---
title: "Multi-Fidelity Estimation: API Cookbook"
subtitle: "PyApprox Tutorial Library"
description: "A single reference for every multi-fidelity estimator in PyApprox: the universal workflow, per-estimator quick reference, ACVSearch for automatic selection, multi-output estimation, and troubleshooting."
tutorial_type: usage
topic: multi_fidelity
difficulty: intermediate
estimated_time: 15
render_time: 45
prerequisites:
- acv_concept
tags:
- multi-fidelity
- api
- cookbook
- acv
- mlmc
- mfmc
- pacv
- mlblue
format:
html:
code-fold: false
code-tools: true
toc: true
execute:
echo: true
warning: false
jupyter: python3
---
::: {.callout-tip collapse="true"}
## Download Notebook
[Download as Jupyter Notebook](notebooks/multifidelity_estimation_cookbook.ipynb)
:::
## How to Use This Tutorial
This is the **single code reference** for all multi-fidelity estimators in PyApprox.

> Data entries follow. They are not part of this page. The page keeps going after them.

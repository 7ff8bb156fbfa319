//! Access-control failure taxonomy.

use thiserror::Error;

use crate::store::StoreError;

/// Failure taxonomy for access-control operations.
///
/// Expected business conditions are values here, never panics. `Storage` is
/// the one variant representing an unexpected infrastructure failure and the
/// only one callers may retry at their discretion; permission checks must
/// treat it as "no access", never "access granted".
#[derive(Debug, Error)]
pub enum AccessError {
    /// No resolvable caller identity. Surfaced to the caller, never retried.
    #[error("not authenticated")]
    NotAuthenticated,

    /// Caller authenticated but lacks the capability for the requested
    /// action. Surfaced verbatim, never downgraded to a partial result.
    #[error("not authorized")]
    NotAuthorized,

    /// The resolved user already holds a membership in the target company.
    /// User-correctable; no invitation is sent and no row is created.
    #[error("user is already a member of this company")]
    AlreadyMember,

    /// The addressed record does not exist.
    #[error("not found")]
    NotFound,

    /// Mutation rejected before any write: it would violate an invariant
    /// (e.g. removing the sole owner).
    #[error("invalid transition: {0}")]
    InvalidTransition(String),

    /// Invitation issuance failed; the provider's message passes through
    /// verbatim. Not blindly retryable: invitation emails are not
    /// idempotent.
    #[error("invite failed: {0}")]
    InviteFailed(String),

    /// Unexpected persistence failure. Logged at the point of origin; safe
    /// for the caller to retry.
    #[error("storage failure")]
    Storage(#[source] anyhow::Error),
}

impl From<StoreError> for AccessError {
    fn from(err: StoreError) -> Self {
        match err {
            StoreError::NotFound => AccessError::NotFound,
            StoreError::DuplicateMember => AccessError::AlreadyMember,
            StoreError::SoleOwner => {
                AccessError::InvalidTransition("company must retain at least one owner".to_string())
            }
            StoreError::Backend(e) => AccessError::Storage(e),
        }
    }
}

#[cfg(test)]
mod tests {
    use super::*;

    #[test]
    fn duplicate_insert_maps_to_already_member() {
        let err: AccessError = StoreError::DuplicateMember.into();
        assert!(matches!(err, AccessError::AlreadyMember));
    }

    #[test]
    fn sole_owner_refusal_maps_to_invalid_transition() {
        let err: AccessError = StoreError::SoleOwner.into();
        match err {
            AccessError::InvalidTransition(msg) => assert!(msg.contains("owner")),
            other => panic!("Expected InvalidTransition, got {other:?}"),
        }
    }

    #[test]
    fn backend_failures_stay_distinct_from_business_results() {
        let err: AccessError = StoreError::Backend(anyhow::anyhow!("connection reset")).into();
        assert!(matches!(err, AccessError::Storage(_)));
    }
}
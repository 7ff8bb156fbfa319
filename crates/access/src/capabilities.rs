//! Static role capability table.
//!
//! Descriptive reference data for UI layers ("what can this role generally
//! do"). The "all topics" entries are `false` for editor and viewer because
//! those capabilities are conditional on the member's access scope, which a
//! static table cannot express. The engine computes the authoritative
//! answer; callers must not authorize against this table alone.

use serde::Serialize;

use crate::Role;

/// Fixed capability record for a role.
#[derive(Debug, Copy, Clone, PartialEq, Eq, Serialize)]
pub struct RoleCapabilities {
    pub can_manage_members: bool,
    pub can_manage_topic_access: bool,
    pub can_edit_all_topics: bool,
    pub can_view_all_topics: bool,
    pub can_delete_company: bool,
    pub can_create_reports: bool,
}

impl Role {
    /// Static capability record for this role.
    pub const fn capabilities(self) -> RoleCapabilities {
        match self {
            Role::Owner => RoleCapabilities {
                can_manage_members: true,
                can_manage_topic_access: true,
                can_edit_all_topics: true,
                can_view_all_topics: true,
                can_delete_company: true,
                can_create_reports: true,
            },
            Role::Admin => RoleCapabilities {
                can_manage_members: true,
                can_manage_topic_access: true,
                can_edit_all_topics: true,
                can_view_all_topics: true,
                can_delete_company: false,
                can_create_reports: true,
            },
            // Topic scope for editors depends on access_type, so the "all
            // topics" entries stay false here.
            Role::Editor => RoleCapabilities {
                can_manage_members: false,
                can_manage_topic_access: false,
                can_edit_all_topics: false,
                can_view_all_topics: false,
                can_delete_company: false,
                can_create_reports: true,
            },
            Role::Viewer => RoleCapabilities {
                can_manage_members: false,
                can_manage_topic_access: false,
                can_edit_all_topics: false,
                can_view_all_topics: false,
                can_delete_company: false,
                can_create_reports: false,
            },
        }
    }
}

#[cfg(test)]
mod tests {
    use super::*;

    #[test]
    fn only_owner_can_delete_company() {
        assert!(Role::Owner.capabilities().can_delete_company);
        assert!(!Role::Admin.capabilities().can_delete_company);
        assert!(!Role::Editor.capabilities().can_delete_company);
        assert!(!Role::Viewer.capabilities().can_delete_company);
    }

    #[test]
    fn member_management_matches_administrative_roles() {
        for role in [Role::Owner, Role::Admin, Role::Editor, Role::Viewer] {
            assert_eq!(
                role.capabilities().can_manage_members,
                role.is_administrative()
            );
            assert_eq!(
                role.capabilities().can_manage_topic_access,
                role.is_administrative()
            );
        }
    }

    #[test]
    fn viewer_cannot_create_reports() {
        assert!(!Role::Viewer.capabilities().can_create_reports);
        assert!(Role::Editor.capabilities().can_create_reports);
    }
}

Every estimator follows the same workflow; the per-estimator sections show only what
differs. Read the [Universal Workflow](#universal-workflow) once, then jump to the
estimator you need.
| I want to... | Go to |
|---|---|
| See the full workflow end-to-end | [Universal Workflow](#universal-workflow) |
| Use a specific estimator | [Estimator Quick Reference](#estimator-quick-reference) |
| Let PyApprox find the best estimator | [ACVSearch In Depth](#acvsearch-in-depth) |
| Estimate multiple QoIs jointly | [Multi-Output Estimation](#multi-output-estimation) |
| Choose which models to include | [Ensemble Selection](#ensemble-selection) |
| Inspect allocations and DAGs | [Visualization](#visualization) |
| Debug common problems | [Troubleshooting](#troubleshooting) |
## Shared Setup {#shared-setup}
All examples use the five-model polynomial benchmark. Replace `benchmark` with your own
models and prior to apply any recipe to your problem.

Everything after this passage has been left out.